> **Exercise description**: Which lines of the data below hold "port"? Copy each of them.

Excerpts from a dataset
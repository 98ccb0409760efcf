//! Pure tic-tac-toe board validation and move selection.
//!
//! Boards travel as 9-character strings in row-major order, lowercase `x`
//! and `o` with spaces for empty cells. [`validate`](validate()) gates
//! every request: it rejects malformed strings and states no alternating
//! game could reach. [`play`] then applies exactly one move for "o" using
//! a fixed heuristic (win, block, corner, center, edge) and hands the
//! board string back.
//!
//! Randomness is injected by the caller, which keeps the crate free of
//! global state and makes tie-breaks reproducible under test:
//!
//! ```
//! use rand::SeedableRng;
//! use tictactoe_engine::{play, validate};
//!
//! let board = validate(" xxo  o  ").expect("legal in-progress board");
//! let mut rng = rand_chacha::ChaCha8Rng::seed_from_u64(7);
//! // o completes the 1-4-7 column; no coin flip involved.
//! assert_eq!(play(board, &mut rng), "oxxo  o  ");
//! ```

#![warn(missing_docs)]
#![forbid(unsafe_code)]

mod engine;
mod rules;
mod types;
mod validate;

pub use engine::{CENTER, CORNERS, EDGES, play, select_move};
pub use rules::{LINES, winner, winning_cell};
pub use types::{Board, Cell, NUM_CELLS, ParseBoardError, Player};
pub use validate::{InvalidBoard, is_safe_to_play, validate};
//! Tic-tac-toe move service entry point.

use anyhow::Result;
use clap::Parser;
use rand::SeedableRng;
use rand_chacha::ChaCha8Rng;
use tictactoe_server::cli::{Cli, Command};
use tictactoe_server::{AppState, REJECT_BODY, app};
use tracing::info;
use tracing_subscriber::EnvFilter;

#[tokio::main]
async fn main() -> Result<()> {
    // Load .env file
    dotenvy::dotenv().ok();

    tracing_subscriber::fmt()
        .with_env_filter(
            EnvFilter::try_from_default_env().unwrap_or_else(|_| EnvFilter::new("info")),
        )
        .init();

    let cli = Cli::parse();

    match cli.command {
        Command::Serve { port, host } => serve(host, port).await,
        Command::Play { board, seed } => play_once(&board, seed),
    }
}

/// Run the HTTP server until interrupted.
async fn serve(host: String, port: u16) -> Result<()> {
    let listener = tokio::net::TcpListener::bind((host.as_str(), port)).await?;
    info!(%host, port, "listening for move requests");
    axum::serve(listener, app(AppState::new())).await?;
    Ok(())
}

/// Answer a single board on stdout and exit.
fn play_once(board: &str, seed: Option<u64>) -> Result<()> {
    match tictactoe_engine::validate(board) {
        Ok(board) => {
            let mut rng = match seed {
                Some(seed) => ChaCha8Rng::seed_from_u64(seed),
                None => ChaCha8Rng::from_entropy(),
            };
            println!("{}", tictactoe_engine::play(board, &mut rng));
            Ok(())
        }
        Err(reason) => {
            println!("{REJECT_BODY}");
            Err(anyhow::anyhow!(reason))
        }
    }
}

> **Reply**:
        Command::Serve { port, host } => serve(host, port).await,
async fn serve(host: String, port: u16) -> Result<()> {
    let listener = tokio::net::TcpListener::bind((host.as_str(), port)).await?;
    info!(%host, port, "listening for move requests");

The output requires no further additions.